I understand that in symmetric multiprocessor (SMP) systems, false sharing may occur due to the individual caches in each cores, for the following code: http://software.intel.com/en-us/articles/avoiding-and-identifying-false-sharing-among-threads
01 double sum=0.0, sum_local[NUM_THREADS];
02 #pragma omp parallel num_threads(NUM_THREADS)
03 {
04 int me = omp_get_thread_num();
05 sum_local[me] = 0.0;
06
07 #pragma omp for
08 for (i = 0; i < N; i++)
09 sum_local[me] += x[i] * y[i];
10
11 #pragma omp atomic
12 sum += sum_local[me];
13 }
So my questions are:
- False sharing mainly comes from fact that memory are accessed via a chunk consisting of a fixed number of bytes, and that each process has its own cache. This chunk of memory are written and read together. Is my understanding close to the fact?

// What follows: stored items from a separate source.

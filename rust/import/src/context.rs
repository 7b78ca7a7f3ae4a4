// This Source Code Form is subject to the terms of the Mozilla Public
// License, v. 2.0. If a copy of the MPL was not distributed with this
// file, You can obtain one at https://mozilla.org/MPL/2.0/.

//! Per-import state threaded through the recursive walks.

use citygml_scene_graph::TextureHandle;
use citygml_scene_model::TextureRef;

use crate::appearance::TextureCache;
use crate::reader::FileLocator;
use crate::settings::ImportSettings;

/// Mutable state for one import call: configuration, the resolved theme and
/// the texture cache. Never shared between concurrent imports.
pub(crate) struct ImportContext<'a> {
    pub settings: &'a ImportSettings,
    theme: String,
    pub cache: TextureCache,
    pub locator: &'a FileLocator,
}

impl<'a> ImportContext<'a> {
    pub fn new(settings: &'a ImportSettings, theme: String, locator: &'a FileLocator) -> Self {
        Self {
            settings,
            theme,
            cache: TextureCache::new(),
            locator,
        }
    }

    /// Active appearance theme for this import.
    #[inline]
    pub fn theme(&self) -> &str {
        &self.theme
    }

    pub fn resolve_texture(&mut self, texture: &TextureRef) -> Option<TextureHandle> {
        self.cache.resolve(texture, self.locator)
    }
}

- What about the memory access pattern in GPU? Do all the stream processors share one set of cache or have separate ones? Does false sharing also a concern in GPU computing?
It's not that the cache line is read or written together, it is that if any CPU writes any byte it invalidates the whole cache line.
Depends on the GPU. At least for some NVidia GPUs, L1 cache (of the global memory) is NOT coherent, so you have other problems. With L1 disabled you can have the problem in L2 cache which is coherent.